Le réseau doit être payé par tous les utilisateurs
Le régulateur confirme que "l'autre chose qui a été modifiée, mais ça n'est pas un système de soutien", c'est "la fin de la compensation". Tous les propriétaires de panneaux photovoltaïques "sont obligés depuis des années d'installer un compteur A+ / A-, qui permet de savoir précisément la quantité d'électricité injectée et retirée du réseau". Désormais, "pour tout ce qui est réellement retiré du réseau, le consommateur devra payer". Une modification nécessaire, selon la porte-parole, car "parfois, quand ils produisaient beaucoup d'électricité, ils arrivaient à 0 avec le compteur qui tourne à l'envers, et les propriétaires ne payaient rien pour l'électricité consommée".

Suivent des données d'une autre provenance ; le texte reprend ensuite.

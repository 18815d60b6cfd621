//! parse_cache queries: get by content hash, insert, invalidate.

use drift_core::errors::StorageError;
use rusqlite::{params, Connection};

/// A cached parse result record.
#[derive(Debug, Clone)]
pub struct ParseCacheRecord {
    pub content_hash: Vec<u8>,
    pub language: String,
    pub parse_result_json: String,
    pub created_at: i64,
}

/// Get a cached parse result by content hash.
pub fn get_by_hash(
    conn: &Connection,
    content_hash: &[u8],
) -> Result<Option<ParseCacheRecord>, StorageError> {
    let mut stmt = conn
        .prepare_cached(
            "SELECT content_hash, language, parse_result_json, created_at
             FROM parse_cache WHERE content_hash = ?1",
        )
        .map_err(|e| StorageError::SqliteError {
            message: e.to_string(),
        })?;

    let mut rows = stmt
        .query_map(params![content_hash], |row| {
            Ok(ParseCacheRecord {
                content_hash: row.get(0)?,
                language: row.get(1)?,
                parse_result_json: row.get(2)?,
                created_at: row.get(3)?,
            })
        })
        .map_err(|e| StorageError::SqliteError {
            message: e.to_string(),
        })?;

    match rows.next() {
        Some(Ok(record)) => Ok(Some(record)),
        Some(Err(e)) => Err(StorageError::SqliteError {
            message: e.to_string(),
        }),
        None => Ok(None),
    }
}

/// Insert or replace a parse cache entry.
pub fn insert(
    conn: &Connection,
    content_hash: &[u8],
    language: &str,
    parse_result_json: &str,
    created_at: i64,
) -> Result<(), StorageError> {
    conn.execute(
        "INSERT OR REPLACE INTO parse_cache
         (content_hash, language, parse_result_json, created_at)
         VALUES (?1, ?2, ?3, ?4)",
        params![content_hash, language, parse_result_json, created_at],
    )
    .map_err(|e| StorageError::SqliteError {
        message: e.to_string(),
    })?;
    Ok(())
}

/// Invalidate a cache entry by content hash.
pub fn invalidate(conn: &Connection, content_hash: &[u8]) -> Result<(), StorageError> {
    conn.execute(
        "DELETE FROM parse_cache WHERE content_hash = ?1",
        params![content_hash],
    )
    .map_err(|e| StorageError::SqliteError {
        message: e.to_string(),
    })?;
    Ok(())
}

/// Count entries in the parse cache.
pub fn count(conn: &Connection) -> Result<i64, StorageError> {
    conn.query_row("SELECT COUNT(*) FROM parse_cache", [], |row| row.get(0))
        .map_err(|e| StorageError::SqliteError {
            message: e.to_string(),
        })
}
//! C# parser.

use std::path::Path;
use drift_core::errors::ParseError;
use crate::scanner::language_detect::Language;
use crate::parsers::traits::LanguageParser;
use crate::parsers::types::ParseResult;
use super::parse_with_language;

pub struct CSharpParser;

impl Default for CSharpParser {
    fn default() -> Self {
        Self::new()
    }
}

impl CSharpParser {
    pub fn new() -> Self { Self }
}

impl LanguageParser for CSharpParser {
    fn language(&self) -> Language { Language::CSharp }
    fn extensions(&self) -> &[&str] { &["cs"] }

    fn parse(&self, source: &[u8], path: &Path) -> Result<ParseResult, ParseError> {
        parse_with_language(source, path, Language::CSharp, tree_sitter_c_sharp::LANGUAGE.into())
    }
}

Ce qui n'est pas juste, car il utilise un réseau qu'il faut entretenir, mettre à jour, etc. "Le réseau doit être payé par tous les utilisateurs", dit le régulateur.
Quel impact sur la facture ?
Ces modifications ont un impact. Lors du premier changement (fin de compensation partielle), Brugel avait réalisé une étude d'impact sur la facture du Bruxellois propriétaire de panneaux photovoltaïques. Elle était passée, entre 2019 et 2020, de 98€ à 283€ par an (elle a donc presque triplé) pour ceux qui produisaient un peu plus que ce qu'ils consommaient, et de 337€ à 486€ par an pour ceux qui produisaient deux fois moins que ce qu'ils consommaient. Eh bien, cette facture va encore augmenter après le mois de novembre 2021, mais on ignore dans quelle mesure ("nous n'avons pas fait d'étude d'impact").
Pour que ces modifications ne se fassent pas trop ressentir, "on suggère aux propriétaires de lancer leurs machines (séchoir, par exemple) quand les panneaux produisent de l'électricité". Et, de plus, de "contacter leur fournisseur d'électricité pour revendre l'éventuel surplus". On suppose que les conditions vont être simplifiées par rapport à l'expérience 'prosumer' relatée par Thierry, et que les fournisseurs vont proposer des contrats de rachat d'électricité simplifiés dans les prochains mois.
Quoi qu'il en soit, ça n'est pas une bonne nouvelle pour le portefeuille du Bruxellois qui a investi dans le photovoltaïque. Notons tout de même que, comme le répète Brugel, les mesures de soutien 'politiques' n'ont pas vraiment changé (les certificats verts sont toujours là). Ce sont plutôt les fournisseurs d'électricité (Engie, etc) et surtout le gestionnaire du réseau (Sibelga) qui vont recevoir plus d'argent qu'auparavant de la part des propriétaires d'installations photovoltaïques, via leur traditionnelle facture d'électricité.